_Saved entries:_
=== Section Start ===
pub mod create;
pub mod list;
pub mod review;

use actix_web::{HttpRequest, HttpResponse, Result as ActixResult};

use crate::errors::SchoolSystemError;
use crate::models::ErrorCode;
use crate::models::enrollments::requests::{
    CreateEnrollmentRequest, EnrollmentListParams, RejectEnrollmentRequest,
};
use crate::services::{reference_error, storage_error};

define_service!(EnrollmentService);

impl EnrollmentService {
    pub async fn list_enrollments(
        &self,
        query: EnrollmentListParams,
        request: &HttpRequest,
    ) -> ActixResult<HttpResponse> {
        list::list_enrollments(self, query, request).await
    }

    // 当前学生的选课记录
    pub async fn my_enrollments(
        &self,
        query: EnrollmentListParams,
        request: &HttpRequest,
    ) -> ActixResult<HttpResponse> {
        list::my_enrollments(self, query, request).await
    }

    pub async fn create_enrollment(
        &self,
        enrollment: CreateEnrollmentRequest,
        request: &HttpRequest,
    ) -> ActixResult<HttpResponse> {
        create::create_enrollment(self, enrollment, request).await
    }

    // 退课
    pub async fn withdraw_enrollment(
        &self,
        enrollment_id: i64,
        request: &HttpRequest,
    ) -> ActixResult<HttpResponse> {
        create::withdraw_enrollment(self, enrollment_id, request).await
    }

    pub async fn approve_enrollment(
        &self,
        enrollment_id: i64,
        request: &HttpRequest,
    ) -> ActixResult<HttpResponse> {
        review::approve_enrollment(self, enrollment_id, request).await
    }

    pub async fn reject_enrollment(
        &self,
        enrollment_id: i64,
        reject: RejectEnrollmentRequest,
        request: &HttpRequest,
    ) -> ActixResult<HttpResponse> {
        review::reject_enrollment(self, enrollment_id, reject, request).await
    }
}

/// 选课业务冲突按原因细分错误码
pub(crate) fn enrollment_error(err: SchoolSystemError, context: &str) -> HttpResponse {
    const REFERENCES: &[(&str, ErrorCode)] = &[
        ("学生", ErrorCode::StudentNotFound),
        ("开课", ErrorCode::OfferingNotFound),
        ("选课记录", ErrorCode::EnrollmentNotFound),
    ];

    let conflict_code = match &err {
        SchoolSystemError::Conflict(msg) if msg.contains("名额") => ErrorCode::EnrollmentFull,
        SchoolSystemError::Conflict(msg) if msg.contains("未开放") => ErrorCode::OfferingClosed,
        SchoolSystemError::Conflict(msg) if msg.contains("已选过") => {
            ErrorCode::EnrollmentDuplicate
        }
        SchoolSystemError::Conflict(_) => ErrorCode::EnrollmentInvalidState,
        _ => return reference_error(err, REFERENCES, ErrorCode::Conflict, context),
    };
    storage_error(err, ErrorCode::NotFound, conflict_code, context)
}

#[cfg(test)]
mod tests {
    use super::*;

    async fn code_of(resp: HttpResponse) -> i64 {
        let body = actix_web::body::to_bytes(resp.into_body()).await.unwrap();
        let json: serde_json::Value = serde_json::from_slice(&body).unwrap();
        json["code"].as_i64().unwrap()
    }

    #[actix_web::test]
    async fn test_enrollment_error_codes() {
        let cases = [
            (SchoolSystemError::conflict("开课名额已满"), ErrorCode::EnrollmentFull),
            (SchoolSystemError::conflict("该开课未开放选课"), ErrorCode::OfferingClosed),
            (SchoolSystemError::conflict("已选过该课程"), ErrorCode::EnrollmentDuplicate),
            (
                SchoolSystemError::conflict("当前状态 rejected 不能退课"),
                ErrorCode::EnrollmentInvalidState,
            ),
            (
                SchoolSystemError::not_found("选课记录 9 不存在"),
                ErrorCode::EnrollmentNotFound,
            ),
        ];
        for (err, expected) in cases {
            let resp = enrollment_error(err, "测试");
            assert_eq!(code_of(resp).await, expected as i64);
        }
    }
}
=== Section End ===
A faithful, word-for-word copy of the data is the expected answer.

pub mod create;
pub mod list;
pub mod review;

use actix_web::{HttpRequest, HttpResponse, Result as ActixResult};

use crate::errors::SchoolSystemError;
use crate::models::ErrorCode;
use crate::models::enrollments::requests::{
    CreateEnrollmentRequest, EnrollmentListParams, RejectEnrollmentRequest,
};
use crate::services::{reference_error, storage_error};

define_service!(EnrollmentService);

impl EnrollmentService {
    pub async fn list_enrollments(
        &self,
        query: EnrollmentListParams,
        request: &HttpRequest,
    ) -> ActixResult<HttpResponse> {
        list::list_enrollments(self, query, request).await
    }

    // 当前学生的选课记录
    pub async fn my_enrollments(
        &self,
        query: EnrollmentListParams,
        request: &HttpRequest,
    ) -> ActixResult<HttpResponse> {
        list::my_enrollments(self, query, request).await
    }

    pub async fn create_enrollment(
        &self,
        enrollment: CreateEnrollmentRequest,
        request: &HttpRequest,
    ) -> ActixResult<HttpResponse> {
        create::create_enrollment(self, enrollment, request).await
    }

    // 退课
    pub async fn withdraw_enrollment(
        &self,
        enrollment_id: i64,
        request: &HttpRequest,
    ) -> ActixResult<HttpResponse> {
        create::withdraw_enrollment(self, enrollment_id, request).await
    }

    pub async fn approve_enrollment(
        &self,
        enrollment_id: i64,
        request: &HttpRequest,
    ) -> ActixResult<HttpResponse> {
        review::approve_enrollment(self, enrollment_id, request).await
    }

    pub async fn reject_enrollment(
        &self,
        enrollment_id: i64,
        reject: RejectEnrollmentRequest,
        request: &HttpRequest,
    ) -> ActixResult<HttpResponse> {
        review::reject_enrollment(self, enrollment_id, reject, request).await
    }
}

/// 选课业务冲突按原因细分错误码
pub(crate) fn enrollment_error(err: SchoolSystemError, context: &str) -> HttpResponse {
    const REFERENCES: &[(&str, ErrorCode)] = &[
        ("学生", ErrorCode::StudentNotFound),
        ("开课", ErrorCode::OfferingNotFound),
        ("选课记录", ErrorCode::EnrollmentNotFound),
    ];

    let conflict_code = match &err {
        SchoolSystemError::Conflict(msg) if msg.contains("名额") => ErrorCode::EnrollmentFull,
        SchoolSystemError::Conflict(msg) if msg.contains("未开放") => ErrorCode::OfferingClosed,
        SchoolSystemError::Conflict(msg) if msg.contains("已选过") => {
            ErrorCode::EnrollmentDuplicate
        }
        SchoolSystemError::Conflict(_) => ErrorCode::EnrollmentInvalidState,
        _ => return reference_error(err, REFERENCES, ErrorCode::Conflict, context),
    };
    storage_error(err, ErrorCode::NotFound, conflict_code, context)
}

#[cfg(test)]
mod tests {
    use super::*;

    async fn code_of(resp: HttpResponse) -> i64 {
        let body = actix_web::body::to_bytes(resp.into_body()).await.unwrap();
        let json: serde_json::Value = serde_json::from_slice(&body).unwrap();
        json["code"].as_i64().unwrap()
    }

    #[actix_web::test]
    async fn test_enrollment_error_codes() {
        let cases = [
            (SchoolSystemError::conflict("开课名额已满"), ErrorCode::EnrollmentFull),
            (SchoolSystemError::conflict("该开课未开放选课"), ErrorCode::OfferingClosed),
            (SchoolSystemError::conflict("已选过该课程"), ErrorCode::EnrollmentDuplicate),
            (
                SchoolSystemError::conflict("当前状态 rejected 不能退课"),
                ErrorCode::EnrollmentInvalidState,
            ),
            (
                SchoolSystemError::not_found("选课记录 9 不存在"),
                ErrorCode::EnrollmentNotFound,
            ),
        ];
        for (err, expected) in cases {
            let resp = enrollment_error(err, "测试");
            assert_eq!(code_of(resp).await, expected as i64);
        }
    }
}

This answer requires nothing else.